Post by gavesako » Tue Mar 29, 2011 12:55 pm

Yes, I agree that the negative news about monks in Thailand is on the increase all the time and the faith of the lay people is declining. See for example this article that just appeared:

http://www.buddhistchannel.tv/index.php ... 14,0,0,1,0" onclick="window.open(this.href);return false;
Thailand: Bogus monks exploit Buddhism
The Bangkok Post, March 26, 2011
While many saffron-robed foreigners are genuinely interested in studying religion, some are entering Thailand illegally to beg for money from the public


(Actually I know a Thai lady who goes to teach them Thai language for free every week and also the abbot of the temple seems to be very active in promoting true Buddhist values, but by being too outspoken some of the politicians probably dislike him and so the temple becomes target for such a crackdown.)

And as you say, every meditation tradition will try to find evidence for their particular method in the Tipitaka. There is nothing new or strange about that.

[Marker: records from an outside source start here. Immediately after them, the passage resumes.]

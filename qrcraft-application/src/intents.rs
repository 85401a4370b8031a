use qrcraft_domain::services::validate;
use qrcraft_domain::{
    ClipboardImage, ContentType, Device, ExportFormat, GenerationOutcome, GenerationRecord,
    RecordId, ScanEvent, Theme, ValidationResult,
};

use crate::commands::export_commands::{self, ExportedImage};
use crate::commands::{history_commands, scan_commands, theme_commands};
use crate::{AppError, AppState};

/// One discrete user action. Intents are applied one at a time, each
/// running to completion (durable write included) before the next starts.
#[derive(Debug, Clone, PartialEq, Eq)]
pub enum Intent {
    Validate {
        value: String,
        content_type: ContentType,
    },
    Generate {
        value: String,
        content_type: ContentType,
    },
    SimulateScan {
        record_id: RecordId,
        device: Option<Device>,
    },
    Select {
        value: String,
    },
    Deselect,
    Clear,
    SetTheme(Theme),
    ToggleTheme,
    Export(ExportFormat),
    CopyImage,
}

#[derive(Debug)]
pub enum IntentOutcome {
    Validated(ValidationResult),
    Generated(GenerationOutcome),
    Scanned {
        record_id: RecordId,
        event: Option<ScanEvent>,
    },
    Selected(GenerationRecord),
    Deselected,
    Cleared,
    ThemeChanged(Theme),
    Exported(ExportedImage),
    Copied(ClipboardImage),
}

pub async fn dispatch(state: &AppState, intent: Intent) -> Result<IntentOutcome, AppError> {
    match intent {
        Intent::Validate {
            value,
            content_type,
        } => Ok(IntentOutcome::Validated(validate(&value, content_type))),
        Intent::Generate {
            value,
            content_type,
        } => history_commands::generate(state, &value, content_type)
            .await
            .map(IntentOutcome::Generated),
        Intent::SimulateScan { record_id, device } => {
            let event = scan_commands::simulate_scan(state, record_id, device).await?;
            Ok(IntentOutcome::Scanned { record_id, event })
        }
        Intent::Select { value } => history_commands::select_from_history(state, &value)
            .await
            .map(IntentOutcome::Selected),
        Intent::Deselect => {
            history_commands::deselect(state).await;
            Ok(IntentOutcome::Deselected)
        }
        Intent::Clear => {
            history_commands::clear_history(state).await;
            Ok(IntentOutcome::Cleared)
        }
        Intent::SetTheme(theme) => {
            theme_commands::set_theme(state, theme).await;
            Ok(IntentOutcome::ThemeChanged(theme))
        }
        Intent::ToggleTheme => Ok(IntentOutcome::ThemeChanged(
            theme_commands::toggle_theme(state).await,
        )),
        Intent::Export(format) => export_commands::export_active(state, format)
            .await
            .map(IntentOutcome::Exported),
        Intent::CopyImage => export_commands::copy_active(state)
            .await
            .map(IntentOutcome::Copied),
    }
}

Some groups therefore feel that it is better to start not with meditation, but rather with learning the teachings in the Suttas and "straightening out one's views". These kind of teachers are actually becoming more popular these days in Thailand and have a large following of educated urban Thais. So there is some hope for Buddhism...
Bhikkhu Gavesako
Kiṃkusalagavesī anuttaraṃ santivarapadaṃ pariyesamāno... (MN 26)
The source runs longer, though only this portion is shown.